Elevated API Errors
Incident Report for Balena.io
Postmortem

An update to the backend VPN configuration caused balenaOS os-config service on hundreds of thousands of devices to pick up the new configuration from the API at the same time and attempt to reconnect to the new VPN backend instance.

The resulting thundering herd effect caused system instability lasting a number of hours. All services were eventually restored. We are now looking at improvements on the OS side to prevent this from happening in the future, such as adding random delays ensuring device updates are staggered.

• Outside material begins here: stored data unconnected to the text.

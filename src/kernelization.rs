//! The reduction suite: degree-1, dominance, fold2, LP, unconfined (with the
//! diamond extension), twin, funnel, desk and packing, plus the fixed-order
//! scheduler that drives them to a fixed point. Each rule operates in place
//! on the residual graph, records every change on the restore or
//! modification stack, and reports whether it removed or folded at least one
//! undecided vertex. Only the packing rule can signal infeasibility.

use std::collections::hash_map::Entry;
use std::time::Instant;

use fxhash::{FxHashMap, FxHashSet};

use crate::modified::reverse_stack;
use crate::stats::Reduction;
use crate::vc_solver::{PackingConstraint, VCSolver};

/// Result of one packing propagation pass.
#[derive(Debug, Clone, Copy, PartialEq, Eq)]
pub enum PackingOutcome {
    /// Some constraint has more members in the cover than it allows; the
    /// current branch is dead.
    Infeasible,
    Progress,
    NoChange,
}
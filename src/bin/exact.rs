//! Binary that reads a graph file (SNAP edge list or DIMACS), computes an
//! exact minimum vertex cover and writes a key-value report to standard out.
//! Exit code 0 means the run finished normally; anything else exits 1.

use std::error::Error;
use std::fs;
use std::io;
use std::path::PathBuf;
use std::process;
use std::rc::Rc;
use std::time::{Duration, Instant};

use clap::Parser;
use log::{error, info};

use branch_and_cover::cust_error::ProcessingError;
use branch_and_cover::graph::Graph;
use branch_and_cover::params::{BranchRule, Params};
use branch_and_cover::report::{self, RunStatus};
use branch_and_cover::stats::Stats;
use branch_and_cover::vc_solver::VCSolver;

#[derive(Parser, Debug)]
#[command(
    name = "exact",
    about = "Exact minimum vertex cover by branch and reduce"
)]
struct Cli {
    /// Graph file, SNAP edge list or DIMACS
    file: PathBuf,

    /// Branching rule: 0 random, 1 min degree, 2 max degree
    #[arg(short, long, default_value_t = 2)]
    branching: u8,

    /// Timeout in seconds
    #[arg(short, long, default_value_t = 3600)]
    timeout: u64,

    /// Enable every reduction plus the clique and LP lower bounds
    #[arg(long)]
    all: bool,

    /// Enable the degree-1 reduction
    #[arg(long)]
    deg1: bool,

    /// Enable the dominance reduction
    #[arg(long)]
    dom: bool,

    /// Enable the fold2 reduction
    #[arg(long)]
    fold2: bool,

    /// Enable the LP reduction
    #[arg(long)]
    lp: bool,

    /// Enable the unconfined reduction
    #[arg(long)]
    unconfined: bool,

    /// Enable the twin reduction
    #[arg(long)]
    twin: bool,

    /// Enable the funnel reduction
    #[arg(long)]
    funnel: bool,

    /// Enable the desk reduction
    #[arg(long)]
    desk: bool,

    /// Enable the packing reduction
    #[arg(long)]
    packing: bool,

    /// Enable the clique-cover lower bound
    #[arg(long)]
    clique_lb: bool,

    /// Enable the LP lower bound
    #[arg(long)]
    lp_lb: bool,

    /// Enable the cycle-cover lower bound (needs the LP reduction)
    #[arg(long)]
    cycle_lb: bool,

    /// Only process the root node, without branching
    #[arg(long)]
    root: bool,

    /// Print the solution vector
    #[arg(long)]
    show_solution: bool,

    /// Odd-cycle-ratio threshold gating the LP reduction
    #[arg(long, default_value_t = 1.0)]
    oc: f64,

    /// Degree-variance threshold gating deg1 and dominance
    #[arg(long, default_value_t = 0.0)]
    dv: f64,

    /// Lower edge-density bound for the gated reductions
    #[arg(long, default_value_t = 0.0)]
    min_density: f64,

    /// Upper edge-density bound for the gated reductions
    #[arg(long, default_value_t = 1.0)]
    max_density: f64,

    /// Residual-size fraction below which reductions run (1.0: always)
    #[arg(long, default_value_t = 1.0)]
    size: f64,
}

fn params_from(cli: &Cli) -> Result<Params, ProcessingError> {
    let branching = BranchRule::from_index(cli.branching).ok_or_else(|| {
        ProcessingError::InvalidConfig(format!("unknown branching rule {}", cli.branching))
    })?;
    Ok(Params {
        deg1: cli.all || cli.deg1,
        dominance: cli.all || cli.dom,
        fold2: cli.all || cli.fold2,
        lp: cli.all || cli.lp,
        unconfined: cli.all || cli.unconfined,
        twin: cli.all || cli.twin,
        funnel: cli.all || cli.funnel,
        desk: cli.all || cli.desk,
        packing: cli.packing,
        clique_lb: cli.all || cli.clique_lb,
        lp_lb: cli.all || cli.lp_lb,
        cycle_lb: cli.cycle_lb,
        branching,
        only_root: cli.root,
        time_limit: Duration::from_secs(cli.timeout),
        dv_threshold: cli.dv,
        oc_threshold: cli.oc,
        min_density: cli.min_density,
        max_density: cli.max_density,
        size_threshold: cli.size,
        ..Params::default()
    })
}

/// Checks the recovered assignment against the input graph: 0/1 everywhere,
/// every edge covered, and the count matching the reported value.
fn verify_cover(graph: &Graph, solver: &VCSolver) -> Result<(), ProcessingError> {
    let n = graph.num_vertices();
    let mut count = 0usize;
    for v in 0..n {
        let a = solver.optimal_solution[v];
        if a != 0 && a != 1 {
            return Err(ProcessingError::InvalidSolution(format!(
                "vertex {} left unresolved",
                graph.vertex_id[v]
            )));
        }
        count += a as usize;
        for &u in &graph.adj[v] {
            if solver.optimal_solution[v] + solver.optimal_solution[u] < 1 {
                return Err(ProcessingError::InvalidSolution(format!(
                    "edge {}-{} is not covered",
                    graph.vertex_id[v], graph.vertex_id[u]
                )));
            }
        }
    }
    if count != solver.optimal_value {
        return Err(ProcessingError::InvalidSolution(format!(
            "cover has {} vertices but value is {}",
            count, solver.optimal_value
        )));
    }
    Ok(())
}

fn run(cli: &Cli, start: Instant) -> Result<RunStatus, Box<dyn Error>> {
    let content = fs::read_to_string(&cli.file)?;
    let graph = Graph::read_auto(&content)?;
    info!(
        "graph has {} vertices and {} edges",
        graph.num_vertices(),
        graph.num_edges()
    );
    let params = params_from(cli)?;
    params.validate()?;
    let mut solver = VCSolver::from_graph(&graph, Rc::new(params));
    let value = solver.solve()?;
    let runtime = start.elapsed().as_secs_f64();
    verify_cover(&graph, &solver)?;
    let status = if solver.timed_out {
        RunStatus::Timeout
    } else {
        RunStatus::Normal
    };
    info!("minimum vertex cover has {} vertices", value);
    let stdout = io::stdout();
    let mut out = stdout.lock();
    report::write_report(&mut out, status, value, runtime, &solver.stats)?;
    if cli.show_solution {
        use io::Write;
        writeln!(
            out,
            "{:<20}\t{}",
            "solution",
            report::solution_string(&solver.optimal_solution, &graph.vertex_id)
        )?;
    }
    Ok(status)
}

fn main() {
    env_logger::init();
    let cli = Cli::parse();
    let start = Instant::now();
    let status = match run(&cli, start) {
        Ok(status) => status,
        Err(err) => {
            error!("{}", err);
            let stdout = io::stdout();
            let _ = report::write_report(
                stdout.lock(),
                RunStatus::Exception,
                0,
                start.elapsed().as_secs_f64(),
                &Stats::new(),
            );
            RunStatus::Exception
        }
    };
    process::exit(status.exit_code());
}
//! Reversible graph transformations. A fold contracts a set of vertices into
//! one representative; an alternative encodes a two-way structural choice
//! between symmetric sets. Both carry enough state to replay the decision of
//! the reduced graph back onto the removed vertices.

/// Discriminates the replay semantics of a [`Modification`].
#[derive(Debug, Clone, PartialEq, Eq)]
pub enum ModKind {
    /// Contraction: the first entry of `vs` is reused as the contracted
    /// vertex; its value in the reduced solution decides which half of
    /// `removed` joins the cover.
    Fold,
    /// Two symmetric sets A and B with private neighborhoods A' and B';
    /// `k` is `|A'|`, the split point of `vs`. Exactly one of A, B ends up
    /// in the cover.
    Alternative { k: usize },
}

/// One entry of the modification stack.
///
/// `removed` holds the vertices taken out of the residual graph (marked 2 in
/// the assignment vector), `vs` the vertices whose adjacency was rebound,
/// `old_adj` their previous adjacency lists, and `add` the contribution of
/// the transformation to the cover size. Entries translated into a component
/// sub-solver carry `add == 0` and empty `old_adj`; they are only ever
/// replayed, never undone.
#[derive(Debug, Clone)]
pub struct Modification {
    pub kind: ModKind,
    pub add: usize,
    pub removed: Vec<usize>,
    pub vs: Vec<usize>,
    pub old_adj: Vec<Vec<usize>>,
}

impl Modification {
    /// Rewrites `solution` for the removed vertices once the reduced graph
    /// has been decided. Entries still undecided in `solution` are left
    /// untouched.
    pub fn reverse(&self, solution: &mut [i8]) {
        match self.kind {
            ModKind::Fold => {
                let k = self.removed.len() / 2;
                match solution[self.vs[0]] {
                    0 => {
                        for &v in &self.removed[..k] {
                            solution[v] = 1;
                        }
                        for &v in &self.removed[k..] {
                            solution[v] = 0;
                        }
                    }
                    1 => {
                        for &v in &self.removed[..k] {
                            solution[v] = 0;
                        }
                        for &v in &self.removed[k..] {
                            solution[v] = 1;
                        }
                    }
                    _ => {}
                }
            }
            ModKind::Alternative { k } => {
                let mut a_all_out = false;
                let mut a_all_in = true;
                let mut b_all_out = false;
                let mut b_all_in = true;
                for &v in &self.vs[..k] {
                    if solution[v] == 0 {
                        a_all_out = true;
                    }
                    if solution[v] != 1 {
                        a_all_in = false;
                    }
                }
                for &v in &self.vs[k..] {
                    if solution[v] == 0 {
                        b_all_out = true;
                    }
                    if solution[v] != 1 {
                        b_all_in = false;
                    }
                }
                let half = self.removed.len() / 2;
                if a_all_in || b_all_out {
                    for &v in &self.removed[..half] {
                        solution[v] = 0;
                    }
                    for &v in &self.removed[half..] {
                        solution[v] = 1;
                    }
                } else if b_all_in || a_all_out {
                    for &v in &self.removed[..half] {
                        solution[v] = 1;
                    }
                    for &v in &self.removed[half..] {
                        solution[v] = 0;
                    }
                }
            }
        }
    }
}

/// Replays a whole modification stack, newest first, onto `solution`.
pub fn reverse_stack(stack: &[Modification], solution: &mut [i8]) {
    for m in stack.iter().rev() {
        m.reverse(solution);
    }
}

#[cfg(test)]
mod tests {
    use super::*;

    #[test]
    fn fold_reverse_test() {
        // Degree-2 fold of v=0 with neighbors 1 and 2; vertex 1 is the
        // contracted representative, its reduced adjacency was {3}.
        let m = Modification {
            kind: ModKind::Fold,
            add: 1,
            removed: vec![0, 2],
            vs: vec![1, 3],
            old_adj: vec![vec![0, 3], vec![1]],
        };
        let mut sol = vec![2, 0, 2, 1];
        m.reverse(&mut sol);
        // Representative out of the cover: v joins it, the far neighbor not.
        assert_eq!(sol, vec![1, 0, 0, 1]);
        let mut sol = vec![2, 1, 2, 0];
        m.reverse(&mut sol);
        assert_eq!(sol, vec![0, 1, 1, 0]);
    }

    #[test]
    fn fold_reverse_undecided_test() {
        let m = Modification {
            kind: ModKind::Fold,
            add: 1,
            removed: vec![0, 2],
            vs: vec![1],
            old_adj: vec![vec![0, 2]],
        };
        let mut sol = vec![2, -1, 2];
        m.reverse(&mut sol);
        assert_eq!(sol, vec![2, -1, 2]);
    }

    #[test]
    fn alternative_reverse_test() {
        // A = {0}, B = {1}, A' = {2}, B' = {3, 4}.
        let m = Modification {
            kind: ModKind::Alternative { k: 1 },
            add: 1,
            removed: vec![0, 1],
            vs: vec![2, 3, 4],
            old_adj: vec![vec![], vec![], vec![]],
        };
        // All of A' covered: A can stay out, B goes in.
        let mut sol = vec![2, 2, 1, 0, 1];
        m.reverse(&mut sol);
        assert_eq!(sol[0], 0);
        assert_eq!(sol[1], 1);
        // Some of B' out: same resolution.
        let mut sol = vec![2, 2, 1, 0, 1];
        m.reverse(&mut sol);
        assert_eq!(&sol[0..2], &[0, 1]);
        // All of B' covered: B stays out, A goes in.
        let mut sol = vec![2, 2, 0, 1, 1];
        m.reverse(&mut sol);
        assert_eq!(sol[0], 1);
        assert_eq!(sol[1], 0);
    }
}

Posted May 08, 2022 - 03:14 UTC

Resolved
This incident has been resolved.
Posted May 08, 2022 - 03:04 UTC
Update
We are continuing to monitor for any further issues.
Posted May 08, 2022 - 03:04 UTC
Update
Devices should begin reconnecting to the backend. This will take some time..
Posted May 08, 2022 - 02:28 UTC
Update
We are continuing to monitor for any further issues.
Posted May 08, 2022 - 02:12 UTC
Update
We are continuing to monitor for any further issues.
Posted May 08, 2022 - 00:26 UTC
Monitoring
A fix has been implemented and we are monitoring the results.
Posted May 08, 2022 - 00:21 UTC
Identified
We're experiencing an elevated level of API errors and are currently looking into the issue.
Posted May 08, 2022 - 00:09 UTC
This incident affected: API, Dashboard, Device URLs, and Cloudlink (VPN).